-- PROBLEM --
Write each of the records out again exactly.

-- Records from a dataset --
══════════

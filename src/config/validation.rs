//! Configuration validation.
//!
//! # Responsibilities
//! - Check `host:port` shape of the target and listen addresses
//! - Default an empty target host to `localhost`
//! - Check the upstream protocol
//! - Check that a TLS listener names both its files
//!
//! # Design Decisions
//! - Returns all validation errors, not just first
//! - No port-range or URL checks; the OS and the client report those
//! - Runs before the forwarding handler is registered

use crate::config::schema::{Protocol, ProxyConfig};

/// A single semantic problem with the configuration.
#[derive(Debug, Clone, PartialEq, Eq, thiserror::Error)]
pub enum ValidationError {
    #[error("{field} {value:?} is incorrect, you must use a colon (:) to separate the host and port")]
    MissingPort { field: &'static str, value: String },

    #[error("protocol can only be \"http\" or \"https\", not {0:?}")]
    Protocol(String),

    #[error("tls.{0} must not be empty")]
    EmptyTlsPath(&'static str),
}

/// Where requests are sent, after validation.
#[derive(Debug, Clone, PartialEq, Eq)]
pub struct UpstreamTarget {
    pub protocol: Protocol,
    /// `host:port` used in the destination URL.
    pub authority: String,
}

/// Validate the configuration and derive the upstream target from it.
pub fn validate_config(config: &ProxyConfig) -> Result<UpstreamTarget, Vec<ValidationError>> {
    let mut errors = Vec::new();

    for (field, value) in [("target", &config.target), ("listen", &config.listen)] {
        if !value.contains(':') {
            errors.push(ValidationError::MissingPort {
                field,
                value: value.clone(),
            });
        }
    }

    let protocol = match config.protocol.parse::<Protocol>() {
        Ok(p) => Some(p),
        Err(other) => {
            errors.push(ValidationError::Protocol(other));
            None
        }
    };

    if let Some(tls) = &config.tls {
        if tls.cert_path.is_empty() {
            errors.push(ValidationError::EmptyTlsPath("cert_path"));
        }
        if tls.key_path.is_empty() {
            errors.push(ValidationError::EmptyTlsPath("key_path"));
        }
    }

    match protocol {
        Some(protocol) if errors.is_empty() => Ok(UpstreamTarget {
            protocol,
            authority: normalize_target(&config.target),
        }),
        _ => Err(errors),
    }
}

/// Fill in `localhost` when the target only names a port (`:8080`).
pub fn normalize_target(target: &str) -> String {
    match target.split_once(':') {
        Some(("", port)) => {
            tracing::warn!(
                port = %port,
                "No target host set, using localhost:{}",
                port
            );
            format!("localhost:{}", port)
        }
        _ => target.to_string(),
    }
}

══════════

-- SOLUTION TO THIS EXERCISE --
filename src/config/validation.rs
//! Configuration validation.
//!
//! # Responsibilities
//! - Check `host:port` shape of the target and listen addresses
//! - Default an empty target host to `localhost`
//! - Check the upstream protocol
//! - Check that a TLS listener names both its files
//!
//! # Design Decisions
//! - Returns all validation errors, not just first
//! - No port-range or URL checks; the OS and the client report those
//! - Runs before the forwarding handler is registered

use crate::config::schema::{Protocol, ProxyConfig};

/// A single semantic problem with the configuration.
#[derive(Debug, Clone, PartialEq, Eq, thiserror::Error)]
pub enum ValidationError {
    #[error("{field} {value:?} is incorrect, you must use a colon (:) to separate the host and port")]
    MissingPort { field: &'static str, value: String },

    #[error("protocol can only be \"http\" or \"https\", not {0:?}")]
    Protocol(String),

    #[error("tls.{0} must not be empty")]
    EmptyTlsPath(&'static str),
}

/// Where requests are sent, after validation.
#[derive(Debug, Clone, PartialEq, Eq)]
pub struct UpstreamTarget {
    pub protocol: Protocol,
    /// `host:port` used in the destination URL.
    pub authority: String,
}

/// Validate the configuration and derive the upstream target from it.
pub fn validate_config(config: &ProxyConfig) -> Result<UpstreamTarget, Vec<ValidationError>> {
    let mut errors = Vec::new();

    for (field, value) in [("target", &config.target), ("listen", &config.listen)] {
        if !value.contains(':') {
            errors.push(ValidationError::MissingPort {
                field,
                value: value.clone(),
            });
        }
    }

    let protocol = match config.protocol.parse::<Protocol>() {
        Ok(p) => Some(p),
        Err(other) => {
            errors.push(ValidationError::Protocol(other));
            None
        }
    };

    if let Some(tls) = &config.tls {
        if tls.cert_path.is_empty() {
            errors.push(ValidationError::EmptyTlsPath("cert_path"));
        }
        if tls.key_path.is_empty() {
            errors.push(ValidationError::EmptyTlsPath("key_path"));
        }
    }

    match protocol {
        Some(protocol) if errors.is_empty() => Ok(UpstreamTarget {
            protocol,
            authority: normalize_target(&config.target),
        }),
        _ => Err(errors),
    }
}

/// Fill in `localhost` when the target only names a port (`:8080`).
pub fn normalize_target(target: &str) -> String {
    match target.split_once(':') {
        Some(("", port)) => {
            tracing::warn!(
                port = %port,
                "No target host set, using localhost:{}",
                port
            );
            format!("localhost:{}", port)
        }
        _ => target.to_string(),
    }
}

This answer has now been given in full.